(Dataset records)
● ● ●
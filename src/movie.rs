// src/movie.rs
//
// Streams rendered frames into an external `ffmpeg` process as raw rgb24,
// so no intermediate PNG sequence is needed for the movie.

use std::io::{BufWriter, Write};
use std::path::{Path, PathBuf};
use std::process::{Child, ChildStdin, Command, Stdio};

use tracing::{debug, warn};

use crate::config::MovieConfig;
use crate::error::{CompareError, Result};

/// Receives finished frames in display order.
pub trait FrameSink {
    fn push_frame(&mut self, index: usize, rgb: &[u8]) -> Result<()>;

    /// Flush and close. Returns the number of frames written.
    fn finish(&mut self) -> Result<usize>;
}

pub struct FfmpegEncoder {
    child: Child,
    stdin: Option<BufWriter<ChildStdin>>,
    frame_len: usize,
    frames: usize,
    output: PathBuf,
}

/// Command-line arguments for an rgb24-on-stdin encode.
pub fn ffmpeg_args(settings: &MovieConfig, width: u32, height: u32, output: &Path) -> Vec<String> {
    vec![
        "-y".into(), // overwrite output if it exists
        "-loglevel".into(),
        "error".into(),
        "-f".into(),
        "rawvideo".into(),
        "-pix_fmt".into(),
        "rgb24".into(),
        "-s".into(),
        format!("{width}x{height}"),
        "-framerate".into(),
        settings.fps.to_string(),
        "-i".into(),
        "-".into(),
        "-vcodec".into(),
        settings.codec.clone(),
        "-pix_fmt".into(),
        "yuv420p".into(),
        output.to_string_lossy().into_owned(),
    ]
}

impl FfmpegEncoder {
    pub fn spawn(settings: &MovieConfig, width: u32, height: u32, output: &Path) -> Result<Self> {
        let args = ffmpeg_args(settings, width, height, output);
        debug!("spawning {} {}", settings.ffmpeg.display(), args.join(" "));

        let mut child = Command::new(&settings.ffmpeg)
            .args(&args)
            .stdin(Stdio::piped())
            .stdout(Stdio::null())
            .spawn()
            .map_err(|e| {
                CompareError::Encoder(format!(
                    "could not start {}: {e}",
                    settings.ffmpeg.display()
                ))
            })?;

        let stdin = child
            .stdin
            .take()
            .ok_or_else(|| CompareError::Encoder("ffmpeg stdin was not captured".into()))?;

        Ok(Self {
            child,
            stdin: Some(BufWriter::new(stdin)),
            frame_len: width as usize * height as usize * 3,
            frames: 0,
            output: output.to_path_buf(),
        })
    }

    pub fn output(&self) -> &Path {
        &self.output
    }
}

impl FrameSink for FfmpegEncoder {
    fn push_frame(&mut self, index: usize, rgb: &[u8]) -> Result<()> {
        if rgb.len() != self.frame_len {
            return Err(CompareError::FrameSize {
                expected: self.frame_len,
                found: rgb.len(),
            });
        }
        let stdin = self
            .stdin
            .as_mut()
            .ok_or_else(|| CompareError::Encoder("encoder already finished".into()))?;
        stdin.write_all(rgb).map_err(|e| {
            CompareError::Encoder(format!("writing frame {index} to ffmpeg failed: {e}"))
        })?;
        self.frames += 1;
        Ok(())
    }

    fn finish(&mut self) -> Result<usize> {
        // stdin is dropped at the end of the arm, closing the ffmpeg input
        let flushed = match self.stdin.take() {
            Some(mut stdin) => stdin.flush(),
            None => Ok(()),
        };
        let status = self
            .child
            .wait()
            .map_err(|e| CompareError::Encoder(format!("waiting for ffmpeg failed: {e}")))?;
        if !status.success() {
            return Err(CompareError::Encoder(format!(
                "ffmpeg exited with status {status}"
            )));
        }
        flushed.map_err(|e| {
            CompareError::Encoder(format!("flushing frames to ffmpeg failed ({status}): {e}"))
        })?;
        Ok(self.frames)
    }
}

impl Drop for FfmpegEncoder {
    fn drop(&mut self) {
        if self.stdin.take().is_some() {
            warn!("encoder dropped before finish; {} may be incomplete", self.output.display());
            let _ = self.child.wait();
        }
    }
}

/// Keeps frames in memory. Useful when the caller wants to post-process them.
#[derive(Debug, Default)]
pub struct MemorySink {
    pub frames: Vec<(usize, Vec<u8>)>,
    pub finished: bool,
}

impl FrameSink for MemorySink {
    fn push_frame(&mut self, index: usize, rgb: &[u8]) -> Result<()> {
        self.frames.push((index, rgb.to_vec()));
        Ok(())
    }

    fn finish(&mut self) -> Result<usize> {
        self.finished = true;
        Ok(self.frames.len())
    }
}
● ● ●
**Required work**.
Look through the records and gather each line with the word "struct".

**Answer area**.
pub struct FfmpegEncoder {
pub struct MemorySink {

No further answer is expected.